| Exercise goal |
Read through the data and report every line in which the word "SortOrder" occurs.

| Material provided |
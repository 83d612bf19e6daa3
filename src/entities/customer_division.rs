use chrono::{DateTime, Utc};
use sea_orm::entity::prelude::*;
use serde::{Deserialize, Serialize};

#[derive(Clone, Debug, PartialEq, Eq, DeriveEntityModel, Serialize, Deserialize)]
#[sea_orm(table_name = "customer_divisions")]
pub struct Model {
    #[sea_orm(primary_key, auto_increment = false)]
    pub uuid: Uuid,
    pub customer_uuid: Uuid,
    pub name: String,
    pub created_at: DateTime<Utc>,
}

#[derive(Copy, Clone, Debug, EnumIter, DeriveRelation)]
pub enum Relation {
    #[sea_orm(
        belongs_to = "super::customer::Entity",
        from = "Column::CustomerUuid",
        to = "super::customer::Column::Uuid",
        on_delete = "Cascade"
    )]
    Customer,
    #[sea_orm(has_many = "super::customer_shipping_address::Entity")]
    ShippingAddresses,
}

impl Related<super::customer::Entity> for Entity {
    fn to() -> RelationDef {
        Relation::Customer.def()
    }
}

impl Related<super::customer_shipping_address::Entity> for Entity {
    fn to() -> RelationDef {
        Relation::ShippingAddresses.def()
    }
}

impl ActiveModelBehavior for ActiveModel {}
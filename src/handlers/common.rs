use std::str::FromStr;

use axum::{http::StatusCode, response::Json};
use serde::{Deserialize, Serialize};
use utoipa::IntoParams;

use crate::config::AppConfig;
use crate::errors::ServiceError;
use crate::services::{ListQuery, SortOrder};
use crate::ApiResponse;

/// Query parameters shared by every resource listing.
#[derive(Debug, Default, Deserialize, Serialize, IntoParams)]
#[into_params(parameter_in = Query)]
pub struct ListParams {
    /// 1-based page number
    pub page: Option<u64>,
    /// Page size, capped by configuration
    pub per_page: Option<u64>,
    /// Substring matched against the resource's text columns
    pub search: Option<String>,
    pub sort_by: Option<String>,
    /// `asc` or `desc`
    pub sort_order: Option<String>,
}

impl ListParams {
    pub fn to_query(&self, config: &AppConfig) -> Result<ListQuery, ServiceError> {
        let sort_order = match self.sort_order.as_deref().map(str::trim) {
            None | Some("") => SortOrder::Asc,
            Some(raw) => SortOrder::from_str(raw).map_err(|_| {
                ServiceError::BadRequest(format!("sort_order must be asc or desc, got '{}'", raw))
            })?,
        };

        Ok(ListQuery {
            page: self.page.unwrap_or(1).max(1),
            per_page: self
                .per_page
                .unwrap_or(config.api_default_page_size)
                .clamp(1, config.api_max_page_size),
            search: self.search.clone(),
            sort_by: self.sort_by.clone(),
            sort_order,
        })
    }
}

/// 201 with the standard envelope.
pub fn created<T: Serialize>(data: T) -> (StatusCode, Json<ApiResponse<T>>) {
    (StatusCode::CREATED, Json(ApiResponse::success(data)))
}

| Answer section |
use crate::services::{ListQuery, SortOrder};
            None | Some("") => SortOrder::Asc,
            Some(raw) => SortOrder::from_str(raw).map_err(|_| {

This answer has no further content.